Debian GNU/Linux 4.0 のアップデート及び新しいハードウェアサポートの追加

2008 年 7 月 26 日

Debian Project は、安定版ディストリビューション Debian GNU/Linux 4.0 (コードネーム etch) の四回目の更新アナウンスができることを嬉しく思います。 安定版リリースで見つかったセキュリティ問題と重大な問題の修正に加え、 更新はユーザに新しいドライバを利用する選択肢を与えることで、 Debian 史上初めて安定版ディストリビューションに新しいハードウェアへの対応も追加しています。

既存の Debian GNU/Linux 4.0 のインストール用 CD/DVD は今回の更新をインストールするのに使えます。 インストール後、最新の Debian ミラー経由でのアップグレードで古くなったパッケージが更新されます。 しかし、ネットワーク経由でのインストール方法を使うユーザは更新されたメディアを使うことを強くお勧めします。 詳細については、このアナウンスの「Debian Installer」の部分を参照してください。

頻繁に security.debian.org から更新をインストールしている人は大量のパッケージ更新をする必要はありません。 security.debian.org での更新のほとんどが今回のアップデートに含まれています。

新規の CD/DVD イメージは更新されたパッケージを含んでおり、 パッケージアーカイブが含まれた通常の各種インストールメディアは、いつもの場所で間もなく入手可能になります。

オンラインからの今回のリビジョンへのアップグレードは、通常 aptitude (または apt) パッケージツールで Debian の FTP/HTTP ミラーの多くのうちの一つを指定することで実施されます (sources.list(5) マニュアルページを参照してください)。 ミラーの完全なリストは以下から入手出来ます:

https://www.debian.org/mirror/list

etch-and-a-half について

Etch and a half は、更新されたドライバが必要なハードウェアをサポートしたいという Debian の願いです。 これは、初めて Debian プロジェクトが安定版ディストリビューションにて複数のコアパッケージをセキュリティ関連以外で更新するものであり、 ユーザの大きな要望を表したものです。

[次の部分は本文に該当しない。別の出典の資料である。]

//! Fixed-width cluster summary table.
//!
//! ```text
//!                              Cluster#
//! Attribute        Full Data          0          1
//!                        (6)        (3)        (3)
//! ================================================
//! x                   5.3333     0.3333    10.3333
//! ```

use crate::error::Result;
use crate::kmeans::KMeansResult;
use crate::normalize::Extrema;
use std::fs::File;
use std::io::{BufWriter, Write};
use std::path::Path;

/// Write the table for `result`. With `extrema` every value is mapped back to
/// the unnormalized scale.
pub fn write_report<W: Write>(
    out: &mut W,
    attributes: &[String],
    result: &KMeansResult,
    extrema: Option<&[Extrema]>,
) -> Result<()> {
    let centroids = &result.centroids;
    let num_clusters = centroids.num_clusters();
    let num_points = result.labels.len();

    writeln!(out, "{:>37}", "Cluster#")?;
    write!(out, "{:<16}{:>10}", "Attribute", "Full Data")?;
    for c in 0..num_clusters {
        write!(out, "{:>11}", c)?;
    }
    writeln!(out)?;

    write!(out, "{:>26}", format!("({})", num_points))?;
    for &count in centroids.counts() {
        write!(out, "{:>11}", format!("({})", count))?;
    }
    writeln!(out)?;
    writeln!(out, "{}", "=".repeat(26 + 11 * num_clusters))?;

    let scale = |d: usize, value: f64| match extrema {
        Some(extrema) => extrema.get(d).map_or(value, |e| e.denormalize(value)),
        None => value,
    };

    for (d, name) in attributes.iter().enumerate().take(centroids.dimensions()) {
        let column = centroids.coords().column(d).to_owned();
        let weighted: f64 = column
            .iter()
            .zip(centroids.counts())
            .map(|(&v, &n)| v * n as f64)
            .sum();
        let overall = if num_points > 0 {
            weighted / num_points as f64
        } else {
            0.0
        };

        write!(out, "{:<16}{:>10.4}", name, scale(d, overall))?;
        for &v in column.iter() {
            write!(out, "{:>11.4}", scale(d, v))?;
        }
        writeln!(out)?;
    }
    out.flush()?;
    Ok(())
}

pub fn write_report_file<P: AsRef<Path>>(
    path: P,
    attributes: &[String],
    result: &KMeansResult,
    extrema: Option<&[Extrema]>,
) -> Result<()> {
    let mut out = BufWriter::new(File::create(path)?);
    write_report(&mut out, attributes, result, extrema)
}

#[cfg(test)]
mod tests {
    use super::*;
    use crate::centroids::CentroidSet;
    use crate::config::KMeansConfig;
    use crate::kmeans::KMeans;
    use crate::point::DensePoint;
    use ndarray::array;

    fn fitted() -> KMeansResult {
        let mut points: Vec<DensePoint> =
            [[0.0, 0.0], [0.0, 1.0], [1.0, 0.0], [10.0, 10.0], [10.0, 11.0], [11.0, 10.0]]
                .iter()
                .map(|c| DensePoint::new(c.to_vec()))
                .collect();
        let initial = CentroidSet::from_coords(array![[0.0, 0.0], [10.0, 10.0]]);
        KMeans::new(KMeansConfig::new(2))
            .fit_from(&mut points, initial)
            .unwrap()
    }

    #[test]
    fn renders_fixed_width_table() {
        let result = fitted();
        let mut out = Vec::new();
        write_report(&mut out, &["x".into(), "y".into()], &result, None).unwrap();
        let text = String::from_utf8(out).unwrap();
        let lines: Vec<&str> = text.lines().collect();

        assert_eq!(lines[0], format!("{:>37}", "Cluster#"));
        assert_eq!(
            lines[1],
            "Attribute        Full Data          0          1"
        );
        assert_eq!(
            lines[2],
            "                       (6)        (3)        (3)"
        );
        assert_eq!(lines[3], "=".repeat(48));
        assert_eq!(
            lines[4],
            "x                   5.3333     0.3333    10.3333"
        );
        assert_eq!(lines.len(), 6);
    }

    #[test]
    fn values_are_denormalized_when_extrema_are_given() {
        let result = fitted();
        let extrema = [
            Extrema { min: 1.0, max: 2.0 },
            Extrema { min: 4.0, max: 4.0 },
        ];
        let mut out = Vec::new();
        write_report(&mut out, &["x".into(), "y".into()], &result, Some(&extrema)).unwrap();
        let text = String::from_utf8(out).unwrap();
        let y = text.lines().nth(5).unwrap();
        assert_eq!(y, "y                   4.0000     4.0000     4.0000");
    }

    #[test]
    fn writes_to_a_file() {
        let result = fitted();
        let file = tempfile::NamedTempFile::new().unwrap();
        write_report_file(file.path(), &["x".into(), "y".into()], &result, None).unwrap();
        let text = std::fs::read_to_string(file.path()).unwrap();
        assert!(text.starts_with(&format!("{:>37}\n", "Cluster#")));
    }
}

新規にシステムをインストールする場合、新しい Linux カーネル (2.6.24) をインストールに使えるようにしたインストールプログラムの更新によって、 サポートされていなかった Debian GNU/Linux 4.0 (etch) の最初のリリースより新しい機器が検出されるようになりました。 このリビジョンでは Linux 2.6.24 カーネルに対応したパッケージが含まれています。 これらの追加パッケージのインストールは必要なものではなく、デフォルトで実施されるようにはなっていません。 現状の 2.6.18 ベースのカーネルが etch リリースのデフォルトカーネルでありつづけます。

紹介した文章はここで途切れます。